It was an incredible experience. I was developing a television series that I’m still working on right now. It’s a half-hour comedy about a 30-year-old lesbian who’s been lesbian-identified her entire life but comes out as bisexual, and starts dating men for the first time in her 30s. That’s something I want to talk about, and it really does lend itself to a lot of comedy.

I was workshopping the pilot and the first-season arc of it. The first half of the lab we were with a group of showrunners who worked with us and donated their time to breaking down our work and giving us feedback on what we could improve upon, but then also talked about their experiences. So we had a lot of roundtables and group discussions about how their shows are made and their experiences as showrunners.
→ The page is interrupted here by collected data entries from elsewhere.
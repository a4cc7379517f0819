//! Shared test utilities used across brg crates.

pub mod ci;
pub mod recording;
//! Nested-block monotonicity.
//!
//! One draw is consumed per attachment node and a node's decision depends
//! only on earlier nodes, so the run with block size `2M` replays the run
//! with block size `M` as a prefix. Blocks of size `M` nest inside blocks of
//! size `2M`, so every self-loop of the smaller run is still a self-loop.
//!
//! Growing `M` by an arbitrary step carries no such guarantee. When `M` does
//! not divide the larger block size the boundaries move, and an edge that
//! stayed inside one block can end up joining two. For `N = 2` and seed 24
//! the run with `M = 2` keeps four self-loops while `M = 3` keeps three, so
//! only the doubling relation is checked here.

use proptest::test_runner::{TestCaseError, TestCaseResult};

use super::types::GeneratorFixture;

pub(super) fn run_nesting_property(fixture: GeneratorFixture) -> TestCaseResult {
    let doubled = GeneratorFixture::new(fixture.vertex_count, fixture.block_size * 2, fixture.seed);
    let small = fixture.brg().generate_with_report().self_loops;
    let large = doubled.brg().generate_with_report().self_loops;
    if large < small {
        return Err(TestCaseError::fail(format!(
            "{fixture:?}: doubling the block size dropped self-loops from {small} to {large}"
        )));
    }
    Ok(())
}
//! Error types for the Kronecker generator.

use thiserror::Error;

/// Errors produced by the Kronecker generator.
#[derive(Clone, Debug, Error, PartialEq, Eq)]
#[non_exhaustive]
pub enum KroneckerError {
    /// The scale cannot address a vertex range that fits in `usize`, or is
    /// zero.
    #[error("scale must be between 1 and {max} (got {scale})")]
    InvalidScale {
        /// Requested scale.
        scale: u32,
        /// Largest accepted scale on this target.
        max: u32,
    },
    /// The vertex count is not a power of two, so no scale addresses it
    /// exactly.
    #[error("vertex count must be a power of two (got {vertex_count})")]
    NotPowerOfTwo {
        /// Requested vertex count.
        vertex_count: usize,
    },
    /// `vertex_count * edge_factor` does not fit in `usize`.
    #[error("edge count overflows for {vertex_count} vertices with edge factor {edge_factor}")]
    EdgeCountOverflow {
        /// Requested vertex count.
        vertex_count: usize,
        /// Requested edges per vertex.
        edge_factor: usize,
    },
}

/// Convenient result alias for Kronecker operations.
pub type Result<T> = core::result::Result<T, KroneckerError>;
//! Shared test utilities for `brg-core`.

use std::collections::BTreeMap;

use brg_test_support::ci::property_test_profile::ProptestRunProfile;
use proptest::test_runner::Config as ProptestConfig;

use crate::{attachment::IntermediateAdjacency, edge::Edge};

/// Builds a standard proptest configuration from the shared CI profile.
#[must_use]
pub(crate) fn suite_proptest_config(default_cases: u32) -> ProptestConfig {
    let profile = ProptestRunProfile::load(default_cases, false);
    ProptestConfig {
        cases: profile.cases(),
        fork: profile.fork(),
        ..ProptestConfig::default()
    }
}

/// Counts how often each `(v0, v1)` pair occurs.
#[must_use]
pub(crate) fn edge_multiset(edges: &[Edge]) -> BTreeMap<(usize, usize), usize> {
    let mut counts = BTreeMap::new();
    for edge in edges {
        *counts.entry((edge.v0(), edge.v1())).or_insert(0) += 1;
    }
    counts
}

/// Maps every attachment event onto its pair of blocks and counts the pairs.
#[must_use]
pub(crate) fn block_pair_multiset(
    adjacency: &IntermediateAdjacency,
    block_size: usize,
) -> BTreeMap<(usize, usize), usize> {
    let mut counts = BTreeMap::new();
    for (source, target) in adjacency.attachment_edges() {
        let edge = Edge::new(source / block_size, target / block_size);
        *counts.entry((edge.v0(), edge.v1())).or_insert(0) += 1;
    }
    counts
}
//! Recording layer for capturing spans and events in tests.
//!
//! Install [`RecordingLayer`] on a registry (or call [`record`]) and assert
//! on the span names, event messages, and structured fields afterwards.

use std::collections::BTreeMap;
use std::fmt;
use std::sync::{Arc, Mutex, MutexGuard, PoisonError};

use tracing::field::{Field, Visit};
use tracing::span::{Attributes, Id, Record};
use tracing::{Event, Level, Subscriber};
use tracing_subscriber::Layer;
use tracing_subscriber::layer::{Context, SubscriberExt};
use tracing_subscriber::registry::LookupSpan;

/// Closed span with its recorded fields.
#[derive(Debug, Clone, PartialEq, Eq)]
pub struct SpanRecord {
    /// Span name from the metadata.
    pub name: String,
    /// Fields recorded at creation or later through `Span::record`.
    pub fields: BTreeMap<String, String>,
}

/// Emitted event.
#[derive(Debug, Clone, PartialEq, Eq)]
pub struct EventRecord {
    /// Event level.
    pub level: Level,
    /// Event target.
    pub target: String,
    /// Rendered `message` field, when present.
    pub message: Option<String>,
    /// Every other field.
    pub fields: BTreeMap<String, String>,
}

#[derive(Default)]
struct Recorded {
    spans: Vec<SpanRecord>,
    events: Vec<EventRecord>,
}

/// Layer that keeps closed spans in completion order and events in emission
/// order.
///
/// # Examples
/// ```
/// use brg_test_support::recording::record;
///
/// let ((), layer) = record(|| {
///     let _span = tracing::info_span!("demo", answer = 42).entered();
///     tracing::info!(items = 3, "done");
/// });
/// assert_eq!(layer.span_names(), vec!["demo".to_owned()]);
/// assert_eq!(layer.messages(), vec!["done".to_owned()]);
/// ```
#[derive(Clone, Default)]
pub struct RecordingLayer {
    recorded: Arc<Mutex<Recorded>>,
}

impl RecordingLayer {
    fn lock(&self) -> MutexGuard<'_, Recorded> {
        self.recorded.lock().unwrap_or_else(PoisonError::into_inner)
    }

    /// Snapshot of the closed spans.
    #[must_use]
    pub fn spans(&self) -> Vec<SpanRecord> {
        self.lock().spans.clone()
    }

    /// Snapshot of the emitted events.
    #[must_use]
    pub fn events(&self) -> Vec<EventRecord> {
        self.lock().events.clone()
    }

    /// Names of the closed spans, in completion order.
    #[must_use]
    pub fn span_names(&self) -> Vec<String> {
        self.lock().spans.iter().map(|span| span.name.clone()).collect()
    }

    /// First closed span named `name`.
    #[must_use]
    pub fn span(&self, name: &str) -> Option<SpanRecord> {
        self.lock().spans.iter().find(|span| span.name == name).cloned()
    }

    /// Messages of the emitted events, skipping events without one.
    #[must_use]
    pub fn messages(&self) -> Vec<String> {
        self.lock()
            .events
            .iter()
            .filter_map(|event| event.message.clone())
            .collect()
    }

    /// First event whose message equals `message`.
    #[must_use]
    pub fn event(&self, message: &str) -> Option<EventRecord> {
        self.lock()
            .events
            .iter()
            .find(|event| event.message.as_deref() == Some(message))
            .cloned()
    }
}

/// Runs `operation` with a fresh [`RecordingLayer`] installed as the
/// thread-local default subscriber.
pub fn record<T>(operation: impl FnOnce() -> T) -> (T, RecordingLayer) {
    let layer = RecordingLayer::default();
    let subscriber = tracing_subscriber::registry().with(layer.clone());
    let output = tracing::subscriber::with_default(subscriber, operation);
    (output, layer)
}

struct OpenSpan {
    name: String,
    fields: BTreeMap<String, String>,
}

impl<S> Layer<S> for RecordingLayer
where
    S: Subscriber + for<'span> LookupSpan<'span>,
{
    fn on_new_span(&self, attrs: &Attributes<'_>, id: &Id, ctx: Context<'_, S>) {
        let Some(span) = ctx.span(id) else {
            return;
        };
        let mut visitor = FieldVisitor::default();
        attrs.record(&mut visitor);
        span.extensions_mut().insert(OpenSpan {
            name: attrs.metadata().name().to_owned(),
            fields: visitor.into_fields(),
        });
    }

    fn on_record(&self, id: &Id, values: &Record<'_>, ctx: Context<'_, S>) {
        let Some(span) = ctx.span(id) else {
            return;
        };
        let mut visitor = FieldVisitor::default();
        values.record(&mut visitor);
        if let Some(open) = span.extensions_mut().get_mut::<OpenSpan>() {
            open.fields.extend(visitor.into_fields());
        }
    }

    fn on_close(&self, id: Id, ctx: Context<'_, S>) {
        let Some(span) = ctx.span(&id) else {
            return;
        };
        let Some(open) = span.extensions_mut().remove::<OpenSpan>() else {
            return;
        };
        self.lock().spans.push(SpanRecord {
            name: open.name,
            fields: open.fields,
        });
    }

    fn on_event(&self, event: &Event<'_>, _ctx: Context<'_, S>) {
        let mut visitor = FieldVisitor::default();
        event.record(&mut visitor);
        let metadata = event.metadata();
        self.lock().events.push(EventRecord {
            level: *metadata.level(),
            target: metadata.target().to_owned(),
            message: visitor.message,
            fields: visitor.fields,
        });
    }
}

#[derive(Default)]
struct FieldVisitor {
    message: Option<String>,
    fields: BTreeMap<String, String>,
}

impl FieldVisitor {
    fn into_fields(mut self) -> BTreeMap<String, String> {
        if let Some(message) = self.message.take() {
            self.fields.insert("message".to_owned(), message);
        }
        self.fields
    }

    fn store(&mut self, field: &Field, value: String) {
        if field.name() == "message" {
            self.message = Some(value);
        } else {
            self.fields.insert(field.name().to_owned(), value);
        }
    }
}

impl Visit for FieldVisitor {
    fn record_debug(&mut self, field: &Field, value: &dyn fmt::Debug) {
        self.store(field, format!("{value:?}"));
    }

    fn record_str(&mut self, field: &Field, value: &str) {
        self.store(field, value.to_owned());
    }

    fn record_u64(&mut self, field: &Field, value: u64) {
        self.store(field, value.to_string());
    }

    fn record_i64(&mut self, field: &Field, value: i64) {
        self.store(field, value.to_string());
    }

    fn record_f64(&mut self, field: &Field, value: f64) {
        self.store(field, value.to_string());
    }

    fn record_bool(&mut self, field: &Field, value: bool) {
        self.store(field, value.to_string());
    }

    fn record_error(&mut self, field: &Field, value: &(dyn std::error::Error + 'static)) {
        self.store(field, value.to_string());
    }
}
I’ve never had an experience quite like that where you were getting real insider information straight from the source without the… In most rooms, when creators are in the room, you, for the most part, you feel this silent dick-measuring contest, and everyone is looking over their shoulder, and no one feels quite safe to be truthful. You all seem to be in competition with each other, but this is a context in which–and I also think TV is a little bit different–everyone just showed their cards and was really helpful and gave real, tangible information that we could all use. In a very short period of time, I felt like my work grew, and suddenly, people were understanding what I was trying to accomplish. It was such a great group of people.

Also, you studied filmmaking at NYU. What did you get out of the experience, and would you recommend a film school education?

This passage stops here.